Posterior a la caída del régimen de Pinochet, las cosas siguieron casi iguales hasta 1993, cuando entra en vigencia la Ley Nº19.175, de Gobierno y Administración Regional, iniciando con ello un nuevo diseño institucional en la administración regional, donde han convivido una débil institucionalidad territorial con la administración nacional centralizada.

En materia política, en cambio, hubo que esperar hasta 2009 con la elección por sufragio universal de los consejeros regionales, a lo que 8 años después se agregó la elección de los gobernadores regionales. En síntesis, en 50 años hemos pasado de un modelo jerárquico y autoritario a un modelo de descentralización tutelado por el Estado central.

Por eso, la gran esperanza era que en esta nueva etapa de nuestra historia -con un proceso constitucional en curso y explícitas promesas electorales de quien hoy conduce los destinos del país- por fin se redistribuyera el poder y las regiones tuvieran más recursos y competencias, como también una mayor democratización por la vía de la eliminación de los actuales delegados presidenciales.

Pero como suele ocurrir generalmente con las promesas de campaña, o no se concretan, o su cumplimiento no coincide con la oferta original, en este caso lo referente a la eliminación de los representantes del ejecutivo en regiones, lo que llevó la semana pasada a un congelamiento de las conversaciones entre los 16 gobernadores regionales del país y La Moneda.

El hecho es que el Presidente Boric presentó un proyecto para supuestamente eliminar la figura de los delegados presidenciales, pero finalmente resultó ser un cambio de nombre para el mismo cargo, que continúa con las mismas funciones y atribuciones.

Habrá que seguir con mucha atención la evolución de este nuevo conflicto que se abre para el Gobierno, que empaña una buena relación con las regiones y que podría complicar el avance legislativo de un buen proyecto como es “Regiones Más Fuertes”, que modifica las fuentes de ingresos de los gobiernos regionales, y entrega mayor autonomía presupuestaria.

Entonces, no nos engañemos. Una cosa son las buenas intenciones, y otra es la Realpolitik; y la cruda verdad es que a la clase política, en general, no le entusiasma la descentralización. Prefiere concentrar el poder en una aristocracia de parlamentarios y actores políticos radicados en Santiago.

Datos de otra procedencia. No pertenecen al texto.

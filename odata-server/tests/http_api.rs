// End-to-end requests through the axum router: CRUD, query options,
// ETag preconditions, bound functions and $batch.

use axum::body::{to_bytes, Body, Bytes};
use axum::http::{HeaderMap, Request, StatusCode};
use axum::Router;
use odata_batch::{parse_batch_response, write_batch_request, BatchRequestPart, ODataRequest};
use odata_core::edm::{EdmFunction, EdmProperty, EdmStructuredType, EdmTypeRef, Facets};
use odata_core::{EdmModel, EdmPrimitiveKind, Entity, ODataError, PrimitiveValue, PropertyValue, TypeRegistry};
use odata_server::{init_test_logging, EntityService, ODataServer, ServerConfig};
use serde_json::{json, Value};
use std::sync::Arc;
use tower::ServiceExt;

fn model() -> EdmModel {
    EdmModel::new("Test", Arc::new(TypeRegistry::standard()))
        .with_entity_type(
            EdmStructuredType::new("Person")
                .key("ID")
                .property(EdmProperty::primitive("ID", EdmPrimitiveKind::Int32).with_facets(Facets::non_nullable()))
                .property(EdmProperty::primitive("Name", EdmPrimitiveKind::String))
                .property(EdmProperty::primitive("Age", EdmPrimitiveKind::Int32)),
        )
        .with_function(
            EdmFunction::bound("IsAdult", "Person", EdmTypeRef::Primitive(EdmPrimitiveKind::Boolean))
                .parameter("min", EdmTypeRef::Primitive(EdmPrimitiveKind::Int32)),
        )
        .with_entity_set("People", "Person")
}

fn app(people: &[(&str, i32)]) -> Router {
    init_test_logging();
    let config = ServerConfig::default();
    let service = EntityService::new(Arc::new(model()), &config.base_uri())
        .unwrap()
        .with_function("IsAdult", |person, parameters| {
            let age = person
                .property("Age")
                .and_then(PropertyValue::as_primitive)
                .and_then(PrimitiveValue::as_i128);
            let min = parameters
                .iter()
                .find(|(name, _)| name == "min")
                .and_then(|(_, operand)| operand.value().as_i128())
                .ok_or_else(|| ODataError::bad_request("min is required"))?;
            Ok(PropertyValue::from(age.is_some_and(|age| age >= min)))
        });
    for (name, age) in people {
        service
            .insert("People", Entity::new("Person").with("Name", *name).with("Age", *age))
            .unwrap();
    }
    ODataServer::new(config, service).unwrap().router()
}

async fn send(app: &Router, request: Request<Body>) -> (StatusCode, HeaderMap, Bytes) {
    let response = app.clone().oneshot(request).await.unwrap();
    let status = response.status();
    let headers = response.headers().clone();
    let body = to_bytes(response.into_body(), usize::MAX).await.unwrap();
    (status, headers, body)
}

fn get(uri: &str) -> Request<Body> {
    Request::get(uri).body(Body::empty()).unwrap()
}

fn json_request(method: &str, uri: &str, body: Value) -> Request<Body> {
    Request::builder()
        .method(method)
        .uri(uri)
        .header("content-type", "application/json")
        .body(Body::from(body.to_string()))
        .unwrap()
}

fn parse(body: &Bytes) -> Value {
    serde_json::from_slice(body).unwrap()
}

#[tokio::test]
async fn test_health_and_service_document() {
    let app = app(&[]);
    let (status, _, body) = send(&app, get("/health")).await;
    assert_eq!(status, StatusCode::OK);
    assert_eq!(parse(&body)["status"], "healthy");

    let (status, headers, body) = send(&app, get("/odata")).await;
    assert_eq!(status, StatusCode::OK);
    assert_eq!(headers["odata-version"], "4.0");
    assert_eq!(parse(&body)["value"][0]["name"], "People");
}

#[tokio::test]
async fn test_create_then_read() {
    let app = app(&[]);
    let (status, headers, body) = send(&app, json_request("POST", "/odata/People", json!({"Name": "Ann", "Age": 30}))).await;
    assert_eq!(status, StatusCode::CREATED);
    assert_eq!(headers["location"], "http://127.0.0.1:8080/odata/People(1)");
    assert_eq!(headers["odata-entityid"], "http://127.0.0.1:8080/odata/People(1)");
    assert!(headers.contains_key("etag"));
    assert_eq!(parse(&body)["ID"], 1);

    let (status, _, body) = send(&app, get("/odata/People(1)")).await;
    assert_eq!(status, StatusCode::OK);
    let person = parse(&body);
    assert_eq!(person["Name"], "Ann");
    assert_eq!(person["@odata.etag"], headers["etag"].to_str().unwrap());

    let (status, _, body) = send(&app, get("/odata/People(1)/Name/$value")).await;
    assert_eq!(status, StatusCode::OK);
    assert_eq!(&body[..], b"Ann");

    let (status, _, _) = send(&app, json_request("POST", "/odata/People", json!({"ID": 1, "Name": "Dup"}))).await;
    assert_eq!(status, StatusCode::CONFLICT);
}

#[tokio::test]
async fn test_query_options() {
    let app = app(&[("Ann", 30), ("Bob", 17), ("Cid", 45)]);
    let (status, _, body) = send(
        &app,
        get("/odata/People?$filter=Age%20gt%2020&$orderby=Name%20desc&$count=true"),
    )
    .await;
    assert_eq!(status, StatusCode::OK);
    let page = parse(&body);
    assert_eq!(page["@odata.count"], 2);
    let names: Vec<&str> = page["value"].as_array().unwrap().iter().filter_map(|p| p["Name"].as_str()).collect();
    assert_eq!(names, ["Cid", "Ann"]);

    let (_, _, body) = send(&app, get("/odata/People/$count?$filter=Age%20lt%2040")).await;
    assert_eq!(&body[..], b"2");

    let (status, _, body) = send(&app, get("/odata/People?$filter=Age%20eq%20'x'")).await;
    assert_eq!(status, StatusCode::BAD_REQUEST);
    assert!(parse(&body)["error"]["message"].is_string());
}

#[tokio::test]
async fn test_bound_function() {
    let app = app(&[("Ann", 30), ("Bob", 17)]);
    let (status, _, body) = send(&app, get("/odata/People(2)/Test.IsAdult(min=18)")).await;
    assert_eq!(status, StatusCode::OK);
    assert_eq!(parse(&body)["value"], false);

    let (_, _, body) = send(&app, get("/odata/People?$filter=Test.IsAdult(min=18)")).await;
    let page = parse(&body);
    assert_eq!(page["value"].as_array().map(Vec::len), Some(1));
    assert_eq!(page["value"][0]["Name"], "Ann");

    let (status, _, _) = send(&app, get("/odata/People(1)/Test.Missing()")).await;
    assert_eq!(status, StatusCode::NOT_FOUND);
}

#[tokio::test]
async fn test_etag_preconditions() {
    let app = app(&[("Ann", 30)]);
    let (_, headers, _) = send(&app, get("/odata/People(1)")).await;
    let etag = headers["etag"].to_str().unwrap().to_string();

    let request = Request::get("/odata/People(1)").header("if-none-match", &etag).body(Body::empty()).unwrap();
    let (status, _, _) = send(&app, request).await;
    assert_eq!(status, StatusCode::NOT_MODIFIED);

    let mut stale = json_request("PATCH", "/odata/People(1)", json!({"Age": 31}));
    stale.headers_mut().insert("if-match", "W/\"999\"".parse().unwrap());
    let (status, _, _) = send(&app, stale).await;
    assert_eq!(status, StatusCode::PRECONDITION_FAILED);

    let mut fresh = json_request("PATCH", "/odata/People(1)", json!({"Age": 31}));
    fresh.headers_mut().insert("if-match", etag.parse().unwrap());
    let (status, headers, _) = send(&app, fresh).await;
    assert_eq!(status, StatusCode::NO_CONTENT);
    assert_ne!(headers["etag"].to_str().unwrap(), etag);

    let (_, _, body) = send(&app, get("/odata/People(1)")).await;
    let person = parse(&body);
    assert_eq!(person["Age"], 31);
    assert_eq!(person["Name"], "Ann");
}

#[tokio::test]
async fn test_put_replaces_and_delete_removes() {
    let app = app(&[("Ann", 30)]);
    let (status, _, _) = send(&app, json_request("PUT", "/odata/People(1)", json!({"Name": "Anna"}))).await;
    assert_eq!(status, StatusCode::NO_CONTENT);
    let (_, _, body) = send(&app, get("/odata/People(1)")).await;
    let person = parse(&body);
    assert_eq!(person["Name"], "Anna");
    assert_eq!(person["ID"], 1);
    assert!(person.get("Age").is_none());

    let (status, _, _) = send(&app, json_request("PATCH", "/odata/People(1)", json!({"ID": 9}))).await;
    assert_eq!(status, StatusCode::BAD_REQUEST);

    let request = Request::delete("/odata/People(1)").body(Body::empty()).unwrap();
    let (status, _, _) = send(&app, request).await;
    assert_eq!(status, StatusCode::NO_CONTENT);
    let (status, _, _) = send(&app, get("/odata/People(1)")).await;
    assert_eq!(status, StatusCode::NOT_FOUND);
}

#[tokio::test]
async fn test_errors_use_odata_shape() {
    let app = app(&[]);
    let (status, _, body) = send(&app, get("/odata/Planets")).await;
    assert_eq!(status, StatusCode::NOT_FOUND);
    assert!(parse(&body)["error"]["code"].is_string());

    let (status, _, _) = send(&app, get("/odata/People/$ref")).await;
    assert_eq!(status, StatusCode::NOT_IMPLEMENTED);

    let (status, _, _) = send(&app, json_request("POST", "/odata/People", json!({"Height": 2}))).await;
    assert_eq!(status, StatusCode::BAD_REQUEST);
}

#[tokio::test]
async fn test_batch_changeset_with_content_id_reference() {
    let app = app(&[("Ann", 30)]);
    let parts = [
        BatchRequestPart::changeset(vec![
            ODataRequest::post("/People")
                .with_content_id("1")
                .with_json(&json!({"Name": "Zoe", "Age": 20})),
            ODataRequest::new(http::Method::PATCH, "/$1")
                .with_content_id("2")
                .with_json(&json!({"Age": 21})),
        ]),
        BatchRequestPart::single(ODataRequest::get("/People?$filter=Name%20eq%20'Zoe'")),
    ];
    let encoded = write_batch_request(&parts, "batch_http");
    let request = Request::post("/odata/$batch")
        .header("content-type", &encoded.content_type)
        .body(Body::from(encoded.body))
        .unwrap();

    let (status, headers, body) = send(&app, request).await;
    assert_eq!(status, StatusCode::OK);
    let content_type = headers["content-type"].to_str().unwrap();
    let parts = parse_batch_response(&body, content_type, true).unwrap();
    assert_eq!(parts.len(), 2);

    assert!(parts[0].is_changeset);
    let statuses: Vec<u16> = parts[0].responses.iter().map(|r| r.status.as_u16()).collect();
    assert_eq!(statuses, [201, 204]);
    assert_eq!(parts[0].responses[0].content_id.as_deref(), Some("1"));

    let page = parts[1].responses[0].body_json().unwrap();
    assert_eq!(page["value"][0]["Age"], 21);
}

#[tokio::test]
async fn test_batch_rejects_non_multipart() {
    let app = app(&[]);
    let (status, _, body) = send(&app, json_request("POST", "/odata/$batch", json!({}))).await;
    assert_eq!(status, StatusCode::BAD_REQUEST);
    assert!(parse(&body)["error"]["message"].is_string());
}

Chile requiere todo lo contrario: un nuevo pacto territorial que pueda permitir a las regiones tomar sus propias decisiones en base a criterios sociopolíticos y no la compulsión por prometer avances y más poder a las regiones que nunca se materializan y que ha sido una constante de los últimos gobiernos que parecen sentirse muy cómodos con la misma regionalización que se diseñó hace 50 años y que, por cierto, ya fracasó.